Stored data
__________

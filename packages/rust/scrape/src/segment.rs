//! Entry segmentation: headings carrying an anchor link start an entry, and the
//! paragraph, blockquote and table that follow it (up to the next heading) belong to it.

use std::sync::LazyLock;

use tracing::{debug, info, instrument, warn};

use docbind_html::{Document, DomNode, Selector};
use docbind_shared::{DocbindError, FieldSpec, ParamSpec, Result, ScrapeConfig};

use crate::infer::normalize_type_cell;
use crate::prose::extract_prose;

fn tag(name: &str) -> Selector {
    Selector::parse(name).expect("valid selector")
}

static P: LazyLock<Selector> = LazyLock::new(|| tag("p"));
static BLOCKQUOTE: LazyLock<Selector> = LazyLock::new(|| tag("blockquote"));
static TABLE: LazyLock<Selector> = LazyLock::new(|| tag("table"));
static TH: LazyLock<Selector> = LazyLock::new(|| tag("th"));
static TBODY: LazyLock<Selector> = LazyLock::new(|| tag("tbody"));
static TR: LazyLock<Selector> = LazyLock::new(|| tag("tr"));
static EM: LazyLock<Selector> = LazyLock::new(|| tag("em"));

/// Minimum cells in a data-type row: name, type, description.
const DATA_TYPE_COLUMNS: usize = 3;
/// Minimum cells in an operation row: name, type, required, description.
const OPERATION_COLUMNS: usize = 4;

// ---------------------------------------------------------------------------
// Entries
// ---------------------------------------------------------------------------

/// Final classification of an entry.
#[derive(Debug, Clone, Copy, PartialEq, Eq)]
pub enum EntryKind {
    DataType,
    Operation,
}

/// One heading and the blocks that belong to it, before type inference.
#[derive(Debug, Clone)]
pub struct RawEntry<'a> {
    pub title: String,
    pub description: String,
    pub additional_notes: String,
    pub table: Option<DomNode<'a>>,
    /// Provisional kind from the heading's case: lowercase first letter means callable.
    pub is_callable_heuristic: bool,
}

impl RawEntry<'_> {
    /// Final kind. A table whose first header cell reads `Field` wins over the
    /// heading-case heuristic.
    pub fn classify(&self) -> EntryKind {
        if !self.is_callable_heuristic {
            return EntryKind::DataType;
        }

        let field_table = self
            .table
            .and_then(|table| table.select_first(std::slice::from_ref(&*TH)))
            .is_some_and(|th| th.inner_text().trim().eq_ignore_ascii_case("field"));

        if field_table {
            info!(title = %self.title, "lowercase heading has a field table, classified as data type");
            EntryKind::DataType
        } else {
            EntryKind::Operation
        }
    }

    /// Fields of a data-type entry, in table order. No table means no fields.
    pub fn fields(&self) -> Result<Vec<FieldSpec>> {
        let Some(table) = self.table else {
            return Ok(Vec::new());
        };

        body_rows(table)
            .into_iter()
            .enumerate()
            .map(|(index, cells)| self.field(index, &cells))
            .collect()
    }

    /// Parameters of an operation entry, in table order. No table means no parameters.
    pub fn parameters(&self) -> Result<Vec<ParamSpec>> {
        let Some(table) = self.table else {
            return Ok(Vec::new());
        };

        body_rows(table)
            .into_iter()
            .enumerate()
            .map(|(index, cells)| self.parameter(index, &cells))
            .collect()
    }

    fn field(&self, index: usize, cells: &[DomNode<'_>]) -> Result<FieldSpec> {
        self.require_columns(index, cells, DATA_TYPE_COLUMNS)?;

        let name = cells[0].inner_text().trim().to_string();
        let ty = normalize_type_cell(cells[1], &name)?;
        let has_em = cells[2].select_first(std::slice::from_ref(&*EM)).is_some();

        let (optional, description) = if cells.len() == DATA_TYPE_COLUMNS {
            (has_em, extract_prose(cells[2]))
        } else {
            let marked = cells[2]
                .inner_text()
                .trim()
                .to_lowercase()
                .starts_with("optional");
            (has_em || marked, extract_prose(cells[3]))
        };

        Ok(FieldSpec {
            name,
            ty,
            optional,
            description: description.trim().to_string(),
        })
    }

    fn parameter(&self, index: usize, cells: &[DomNode<'_>]) -> Result<ParamSpec> {
        self.require_columns(index, cells, OPERATION_COLUMNS)?;

        let name = cells[0].inner_text().trim().to_string();
        let ty = normalize_type_cell(cells[1], &name)?;
        let required = cells[2].inner_text().trim().eq_ignore_ascii_case("yes");

        Ok(ParamSpec {
            name,
            ty,
            required,
            description: extract_prose(cells[3]).trim().to_string(),
        })
    }

    fn require_columns(&self, index: usize, cells: &[DomNode<'_>], min: usize) -> Result<()> {
        if cells.len() < min {
            return Err(DocbindError::parse(format!(
                "{}: row {} has {} columns, expected at least {min}",
                self.title,
                index + 1,
                cells.len()
            )));
        }
        Ok(())
    }
}

// ---------------------------------------------------------------------------
// Segmenter
// ---------------------------------------------------------------------------

/// Compiled heading/anchor/content selectors.
#[derive(Debug, Clone)]
pub struct Segmenter {
    heading: Selector,
    anchor: Selector,
    content: Selector,
}

impl Segmenter {
    pub fn new(config: &ScrapeConfig) -> Result<Self> {
        Ok(Self {
            heading: Selector::parse(&config.heading_selector)?,
            anchor: Selector::parse(&config.anchor_selector)?,
            content: Selector::parse(&config.content_selector)?,
        })
    }

    /// The container searched for headings.
    pub fn content<'a>(&self, doc: &'a Document) -> Result<DomNode<'a>> {
        doc.root()
            .select_first(std::slice::from_ref(&self.content))
            .ok_or_else(|| {
                DocbindError::parse(format!("no element matches content selector '{}'", self.content))
            })
    }

    /// Split `content` into entries, in document order.
    #[instrument(skip_all)]
    pub fn segment<'a>(&self, content: DomNode<'a>) -> Vec<RawEntry<'a>> {
        let mut headings: Vec<DomNode<'a>> = content
            .select_all(&[self.heading.clone(), self.anchor.clone()])
            .into_iter()
            .filter_map(|anchor| anchor.parent())
            .collect();
        // A heading with several anchors is reached once per anchor.
        headings.dedup();

        let entries: Vec<RawEntry<'a>> = headings
            .into_iter()
            .filter_map(|heading| self.entry(heading))
            .collect();

        debug!(entries = entries.len(), "page segmented");
        entries
    }

    fn entry<'a>(&self, heading: DomNode<'a>) -> Option<RawEntry<'a>> {
        let title = heading.inner_text().trim().to_string();
        if title.is_empty() {
            warn!(heading = %heading.outer_markup(), "skipping heading with empty title");
            return None;
        }

        let next_heading = heading.next_matching(&self.heading);
        let within = |selector: &Selector| {
            heading
                .next_matching(selector)
                .filter(|block| block.between(Some(heading), next_heading))
        };

        Some(RawEntry {
            is_callable_heuristic: title.starts_with(|c: char| c.is_lowercase()),
            description: block_prose(within(&*P)),
            additional_notes: block_prose(within(&*BLOCKQUOTE)),
            table: within(&*TABLE),
            title,
        })
    }
}

fn block_prose(block: Option<DomNode<'_>>) -> String {
    block
        .map(|b| extract_prose(b).trim().to_string())
        .unwrap_or_default()
}

/// Body rows that carry `td` cells, as their direct cells. Header rows the parser moved
/// into `tbody` have only `th` cells and are skipped.
fn body_rows<'a>(table: DomNode<'a>) -> Vec<Vec<DomNode<'a>>> {
    table
        .select_all(&[TBODY.clone(), TR.clone()])
        .into_iter()
        .map(|row| row.children().filter(|c| c.tag_name() == "td").collect::<Vec<_>>())
        .filter(|cells| !cells.is_empty())
        .collect()
}

#[cfg(test)]
mod tests {
    use super::*;
    use docbind_shared::{Scalar, TypeExpr};

    fn segmenter() -> Segmenter {
        Segmenter::new(&ScrapeConfig::default()).unwrap()
    }

    fn entries(doc: &Document) -> Vec<RawEntry<'_>> {
        let seg = segmenter();
        seg.segment(seg.content(doc).unwrap())
    }

    const PAGE: &str = r##"<html><body>
<h3>Available types</h3>
<h4><a class="anchor" name="user" href="#user"></a>User</h4>
<p>This object represents a <em>user</em>.</p>
<table class="table">
<thead><tr><th>Field</th><th>Type</th><th>Description</th></tr></thead>
<tbody>
<tr><td>id</td><td>Integer</td><td>Unique identifier</td></tr>
<tr><td>username</td><td>String</td><td><em>Optional</em>. Username</td></tr>
</tbody>
</table>
<blockquote><p>Note the id.</p></blockquote>
<h4><a class="anchor" name="nothing" href="#nothing"></a>Nothing</h4>
<p>Heading without a table.</p>
<h4>Unanchored</h4>
<p>Not an entry.</p>
<h4><a class="anchor" name="getme" href="#getme"></a>getMe</h4>
<p>A simple method. Returns basic information about the bot in form of a User object.</p>
<h4><a class="anchor" name="sendmessage" href="#sendmessage"></a>sendMessage</h4>
<p>Send text. On success, the sent Message is returned.</p>
<table class="table">
<thead><tr><th>Parameter</th><th>Type</th><th>Required</th><th>Description</th></tr></thead>
<tbody>
<tr><td>chat_id</td><td>Integer or String</td><td>Yes</td><td>Target chat</td></tr>
<tr><td>text</td><td>String</td><td>Optional</td><td>Text of the <strong>message</strong></td></tr>
</tbody>
</table>
</body></html>"##;

    #[test]
    fn headings_with_anchors_start_entries() {
        let doc = Document::parse(PAGE);
        let titles: Vec<String> = entries(&doc).into_iter().map(|e| e.title).collect();
        assert_eq!(titles, ["User", "Nothing", "getMe", "sendMessage"]);
    }

    #[test]
    fn blocks_stop_at_next_heading() {
        let doc = Document::parse(PAGE);
        let entries = entries(&doc);

        let user = &entries[0];
        assert_eq!(user.description, "This object represents a *user*.");
        assert_eq!(user.additional_notes, "Note the id.");
        assert!(user.table.is_some());
        assert!(!user.is_callable_heuristic);

        let nothing = &entries[1];
        assert_eq!(nothing.description, "Heading without a table.");
        assert!(nothing.additional_notes.is_empty());
        assert!(nothing.table.is_none());

        // The operation table belongs to sendMessage, not getMe.
        let get_me = &entries[2];
        assert!(get_me.is_callable_heuristic);
        assert!(get_me.table.is_none());
        assert!(entries[3].table.is_some());
    }

    #[test]
    fn data_type_fields_three_columns() {
        let doc = Document::parse(PAGE);
        let fields = entries(&doc)[0].fields().unwrap();

        assert_eq!(fields.len(), 2);
        assert_eq!(fields[0].name, "id");
        assert_eq!(fields[0].ty, TypeExpr::Scalar(Scalar::Int64));
        assert!(!fields[0].optional);
        assert_eq!(fields[0].description, "Unique identifier");

        assert_eq!(fields[1].name, "username");
        assert!(fields[1].optional);
        assert_eq!(fields[1].description, "*Optional*. Username");
    }

    #[test]
    fn data_type_fields_four_columns() {
        let doc = Document::parse(
            r##"<body><h4><a class="anchor" href="#w"></a>Widget</h4>
<table><tr><th>Field</th><th>Type</th><th>Required</th><th>Description</th></tr>
<tr><td>size</td><td>Float</td><td>Optional</td><td>Size in <code>cm</code></td></tr>
<tr><td>label</td><td>String</td><td>Yes</td><td>Label</td></tr>
</table></body>"##,
        );
        let entries = entries(&doc);
        let fields = entries[0].fields().unwrap();

        assert_eq!(fields.len(), 2);
        assert!(fields[0].optional);
        assert_eq!(fields[0].description, "Size in `cm`");
        assert!(!fields[1].optional);
    }

    #[test]
    fn operation_parameters() {
        let doc = Document::parse(PAGE);
        let entries = entries(&doc);
        let send = &entries[3];
        assert_eq!(send.classify(), EntryKind::Operation);

        let params = send.parameters().unwrap();
        assert_eq!(params.len(), 2);
        assert_eq!(params[0].name, "chat_id");
        assert!(params[0].required);
        assert_eq!(
            params[0].ty,
            TypeExpr::Union(vec![TypeExpr::Scalar(Scalar::Int64), TypeExpr::Scalar(Scalar::String)])
        );
        assert!(!params[1].required);
        assert_eq!(params[1].description, "Text of the **message**");

        assert!(entries[2].parameters().unwrap().is_empty());
    }

    #[test]
    fn field_table_overrides_heading_case() {
        let doc = Document::parse(
            r##"<body><h4><a class="anchor" href="#x"></a>inputThing</h4>
<p>Looks like a method.</p>
<table><tr><th>Field</th><th>Type</th><th>Description</th></tr>
<tr><td>kind</td><td>String</td><td>Kind</td></tr></table></body>"##,
        );
        let entries = entries(&doc);
        assert!(entries[0].is_callable_heuristic);
        assert_eq!(entries[0].classify(), EntryKind::DataType);
    }

    #[test]
    fn uppercase_heading_is_data_type() {
        let doc = Document::parse(PAGE);
        assert_eq!(entries(&doc)[0].classify(), EntryKind::DataType);
        assert_eq!(entries(&doc)[2].classify(), EntryKind::Operation);
    }

    #[test]
    fn missing_columns_are_parse_errors() {
        let doc = Document::parse(
            r##"<body><h4><a class="anchor" href="#x"></a>sendThing</h4>
<table><tr><th>Parameter</th><th>Type</th><th>Description</th></tr>
<tr><td>a</td><td>String</td><td>only three</td></tr></table></body>"##,
        );
        let entries = entries(&doc);
        let err = entries[0].parameters().unwrap_err();
        assert!(matches!(err, DocbindError::Parse { .. }));
        let message = err.to_string();
        assert!(message.contains("sendThing"));
        assert!(message.contains("row 1"));
    }

    #[test]
    fn empty_titles_are_skipped() {
        let doc = Document::parse(
            r##"<body><h4><a class="anchor" href="#x"></a>  </h4><p>orphan</p>
<h4><a class="anchor" href="#y"></a>Real</h4></body>"##,
        );
        let titles: Vec<String> = entries(&doc).into_iter().map(|e| e.title).collect();
        assert_eq!(titles, ["Real"]);
    }

    #[test]
    fn missing_content_is_an_error() {
        let seg = Segmenter::new(&ScrapeConfig {
            content_selector: "div#dev_page_content".into(),
            ..ScrapeConfig::default()
        })
        .unwrap();
        let doc = Document::parse(PAGE);
        assert!(matches!(seg.content(&doc), Err(DocbindError::Parse { .. })));
    }

    #[test]
    fn bad_selectors_fail_construction() {
        let config = ScrapeConfig {
            anchor_selector: "a[name".into(),
            ..ScrapeConfig::default()
        };
        assert!(matches!(Segmenter::new(&config), Err(DocbindError::Selector { .. })));
    }
}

__________

Problem >>
From the entries above, print the lines beginning at the one with "assert!(get_me.is_callable_heuristic);" and stopping after the one with "assert!(!params[1].required);", exactly as written and with nothing else.

Task response >>
        assert!(get_me.is_callable_heuristic);
        assert!(get_me.table.is_none());
        assert!(entries[3].table.is_some());
    }

    #[test]
    fn data_type_fields_three_columns() {
        let doc = Document::parse(PAGE);
        let fields = entries(&doc)[0].fields().unwrap();

        assert_eq!(fields.len(), 2);
        assert_eq!(fields[0].name, "id");
        assert_eq!(fields[0].ty, TypeExpr::Scalar(Scalar::Int64));
        assert!(!fields[0].optional);
        assert_eq!(fields[0].description, "Unique identifier");

        assert_eq!(fields[1].name, "username");
        assert!(fields[1].optional);
        assert_eq!(fields[1].description, "*Optional*. Username");
    }

    #[test]
    fn data_type_fields_four_columns() {
        let doc = Document::parse(
            r##"<body><h4><a class="anchor" href="#w"></a>Widget</h4>
<table><tr><th>Field</th><th>Type</th><th>Required</th><th>Description</th></tr>
<tr><td>size</td><td>Float</td><td>Optional</td><td>Size in <code>cm</code></td></tr>
<tr><td>label</td><td>String</td><td>Yes</td><td>Label</td></tr>
</table></body>"##,
        );
        let entries = entries(&doc);
        let fields = entries[0].fields().unwrap();

        assert_eq!(fields.len(), 2);
        assert!(fields[0].optional);
        assert_eq!(fields[0].description, "Size in `cm`");
        assert!(!fields[1].optional);
    }

    #[test]
    fn operation_parameters() {
        let doc = Document::parse(PAGE);
        let entries = entries(&doc);
        let send = &entries[3];
        assert_eq!(send.classify(), EntryKind::Operation);

        let params = send.parameters().unwrap();
        assert_eq!(params.len(), 2);
        assert_eq!(params[0].name, "chat_id");
        assert!(params[0].required);
        assert_eq!(
            params[0].ty,
            TypeExpr::Union(vec![TypeExpr::Scalar(Scalar::Int64), TypeExpr::Scalar(Scalar::String)])
        );
        assert!(!params[1].required);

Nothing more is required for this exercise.